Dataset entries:
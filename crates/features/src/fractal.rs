//! Fractal-dimension proxies of a price path.
//!
//! Both estimators return 1.0 (a smooth line) when the input is too short
//! or has no movement.

use crate::numeric::{safe_div, EPS};

/// Default dimension for undefined input.
pub const DEFAULT_DIMENSION: f64 = 1.0;

/// Higuchi fractal dimension with lags 1..=k_max.
///
/// For each lag k the normalized curve length is averaged over the k
/// offsets; D is minus the slope of ln L(k) against ln k. Needs
/// `values.len() > 2 * k_max`. The result is clamped to [1, 2].
pub fn higuchi(values: &[f64], k_max: usize) -> f64 {
    let n = values.len();
    if k_max < 2 || n <= 2 * k_max {
        return DEFAULT_DIMENSION;
    }

    let mut xs = Vec::with_capacity(k_max);
    let mut ys = Vec::with_capacity(k_max);
    for k in 1..=k_max {
        let mut total = 0.0;
        let mut offsets = 0usize;
        for m in 0..k {
            let steps = (n - 1 - m) / k;
            if steps == 0 {
                continue;
            }
            let path: f64 = (1..=steps)
                .map(|i| (values[m + i * k] - values[m + (i - 1) * k]).abs())
                .sum();
            let norm = (n - 1) as f64 / (steps * k) as f64;
            total += path * norm / k as f64;
            offsets += 1;
        }
        let length = safe_div(total, offsets as f64, 0.0);
        if length > EPS {
            xs.push((k as f64).ln());
            ys.push(length.ln());
        }
    }
    if xs.len() < 2 {
        return DEFAULT_DIMENSION;
    }
    let slope = fit_slope(&xs, &ys);
    (-slope).clamp(1.0, 2.0)
}

/// Katz fractal dimension: ln(n) / (ln(n) + ln(d / L)).
///
/// n is the number of steps, L the total absolute path length and d the
/// largest excursion from the first point. Clamped to [1, 2].
pub fn katz(values: &[f64]) -> f64 {
    if values.len() < 3 {
        return DEFAULT_DIMENSION;
    }
    let steps = (values.len() - 1) as f64;
    let path: f64 = values.windows(2).map(|w| (w[1] - w[0]).abs()).sum();
    let first = values[0];
    let diameter = values
        .iter()
        .map(|v| (v - first).abs())
        .fold(0.0_f64, f64::max);
    if path < EPS || diameter < EPS {
        return DEFAULT_DIMENSION;
    }
    let ln_n = steps.ln();
    let denom = ln_n + (diameter / path).ln();
    if denom < EPS {
        return DEFAULT_DIMENSION;
    }
    (ln_n / denom).clamp(1.0, 2.0)
}

/// Least-squares slope of `ys` against arbitrary `xs`.
fn fit_slope(xs: &[f64], ys: &[f64]) -> f64 {
    let n = xs.len() as f64;
    let x_mean = xs.iter().sum::<f64>() / n;
    let y_mean = ys.iter().sum::<f64>() / n;
    let (sxy, sxx) = xs
        .iter()
        .zip(ys)
        .fold((0.0, 0.0), |(sxy, sxx), (x, y)| {
            let dx = x - x_mean;
            (sxy + dx * (y - y_mean), sxx + dx * dx)
        });
    safe_div(sxy, sxx, 0.0)
}

#[cfg(test)]
mod tests {
    use super::*;

    fn zigzag(n: usize) -> Vec<f64> {
        (0..n).map(|i| if i % 2 == 0 { 1.0 } else { -1.0 }).collect()
    }

    #[test]
    fn test_higuchi_line_is_one() {
        let line: Vec<f64> = (0..40).map(|i| i as f64 * 0.5).collect();
        let d = higuchi(&line, 5);
        assert!((d - 1.0).abs() < 1e-6, "got {d}");
    }

    #[test]
    fn test_higuchi_rough_exceeds_smooth() {
        let smooth: Vec<f64> = (0..64).map(|i| (i as f64 * 0.1).sin()).collect();
        let rough = zigzag(64);
        assert!(higuchi(&rough, 5) > higuchi(&smooth, 5));
        assert!(higuchi(&rough, 5) <= 2.0);
    }

    #[test]
    fn test_katz_bounds() {
        let line: Vec<f64> = (0..20).map(|i| i as f64).collect();
        assert!((katz(&line) - 1.0).abs() < 1e-9);
        let d = katz(&zigzag(20));
        assert!((1.0..=2.0).contains(&d));
    }

    #[test]
    fn test_defaults_on_short_or_flat() {
        assert_eq!(higuchi(&[1.0, 2.0, 3.0], 5), DEFAULT_DIMENSION);
        assert_eq!(higuchi(&[2.0; 40], 5), DEFAULT_DIMENSION);
        assert_eq!(katz(&[1.0, 2.0]), DEFAULT_DIMENSION);
        assert_eq!(katz(&[3.0; 10]), DEFAULT_DIMENSION);
    }
}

PROBLEM REQUIREMENTS: Each record must be returned in full and exactly.

EXERCISE RESULT:
filename crates/features/src/fractal.rs
//! Fractal-dimension proxies of a price path.
//!
//! Both estimators return 1.0 (a smooth line) when the input is too short
//! or has no movement.

use crate::numeric::{safe_div, EPS};

/// Default dimension for undefined input.
pub const DEFAULT_DIMENSION: f64 = 1.0;

/// Higuchi fractal dimension with lags 1..=k_max.
///
/// For each lag k the normalized curve length is averaged over the k
/// offsets; D is minus the slope of ln L(k) against ln k. Needs
/// `values.len() > 2 * k_max`. The result is clamped to [1, 2].
pub fn higuchi(values: &[f64], k_max: usize) -> f64 {
    let n = values.len();
    if k_max < 2 || n <= 2 * k_max {
        return DEFAULT_DIMENSION;
    }

    let mut xs = Vec::with_capacity(k_max);
    let mut ys = Vec::with_capacity(k_max);
    for k in 1..=k_max {
        let mut total = 0.0;
        let mut offsets = 0usize;
        for m in 0..k {
            let steps = (n - 1 - m) / k;
            if steps == 0 {
                continue;
            }
            let path: f64 = (1..=steps)
                .map(|i| (values[m + i * k] - values[m + (i - 1) * k]).abs())
                .sum();
            let norm = (n - 1) as f64 / (steps * k) as f64;
            total += path * norm / k as f64;
            offsets += 1;
        }
        let length = safe_div(total, offsets as f64, 0.0);
        if length > EPS {
            xs.push((k as f64).ln());
            ys.push(length.ln());
        }
    }
    if xs.len() < 2 {
        return DEFAULT_DIMENSION;
    }
    let slope = fit_slope(&xs, &ys);
    (-slope).clamp(1.0, 2.0)
}

/// Katz fractal dimension: ln(n) / (ln(n) + ln(d / L)).
///
/// n is the number of steps, L the total absolute path length and d the
/// largest excursion from the first point. Clamped to [1, 2].
pub fn katz(values: &[f64]) -> f64 {
    if values.len() < 3 {
        return DEFAULT_DIMENSION;
    }
    let steps = (values.len() - 1) as f64;
    let path: f64 = values.windows(2).map(|w| (w[1] - w[0]).abs()).sum();
    let first = values[0];
    let diameter = values
        .iter()
        .map(|v| (v - first).abs())
        .fold(0.0_f64, f64::max);
    if path < EPS || diameter < EPS {
        return DEFAULT_DIMENSION;
    }
    let ln_n = steps.ln();
    let denom = ln_n + (diameter / path).ln();
    if denom < EPS {
        return DEFAULT_DIMENSION;
    }
    (ln_n / denom).clamp(1.0, 2.0)
}

/// Least-squares slope of `ys` against arbitrary `xs`.
fn fit_slope(xs: &[f64], ys: &[f64]) -> f64 {
    let n = xs.len() as f64;
    let x_mean = xs.iter().sum::<f64>() / n;
    let y_mean = ys.iter().sum::<f64>() / n;
    let (sxy, sxx) = xs
        .iter()
        .zip(ys)
        .fold((0.0, 0.0), |(sxy, sxx), (x, y)| {
            let dx = x - x_mean;
            (sxy + dx * (y - y_mean), sxx + dx * dx)
        });
    safe_div(sxy, sxx, 0.0)
}

#[cfg(test)]
mod tests {
    use super::*;

    fn zigzag(n: usize) -> Vec<f64> {
        (0..n).map(|i| if i % 2 == 0 { 1.0 } else { -1.0 }).collect()
    }

    #[test]
    fn test_higuchi_line_is_one() {
        let line: Vec<f64> = (0..40).map(|i| i as f64 * 0.5).collect();
        let d = higuchi(&line, 5);
        assert!((d - 1.0).abs() < 1e-6, "got {d}");
    }

    #[test]
    fn test_higuchi_rough_exceeds_smooth() {
        let smooth: Vec<f64> = (0..64).map(|i| (i as f64 * 0.1).sin()).collect();
        let rough = zigzag(64);
        assert!(higuchi(&rough, 5) > higuchi(&smooth, 5));
        assert!(higuchi(&rough, 5) <= 2.0);
    }

    #[test]
    fn test_katz_bounds() {
        let line: Vec<f64> = (0..20).map(|i| i as f64).collect();
        assert!((katz(&line) - 1.0).abs() < 1e-9);
        let d = katz(&zigzag(20));
        assert!((1.0..=2.0).contains(&d));
    }

    #[test]
    fn test_defaults_on_short_or_flat() {
        assert_eq!(higuchi(&[1.0, 2.0, 3.0], 5), DEFAULT_DIMENSION);
        assert_eq!(higuchi(&[2.0; 40], 5), DEFAULT_DIMENSION);
        assert_eq!(katz(&[1.0, 2.0]), DEFAULT_DIMENSION);
        assert_eq!(katz(&[3.0; 10]), DEFAULT_DIMENSION);
    }
}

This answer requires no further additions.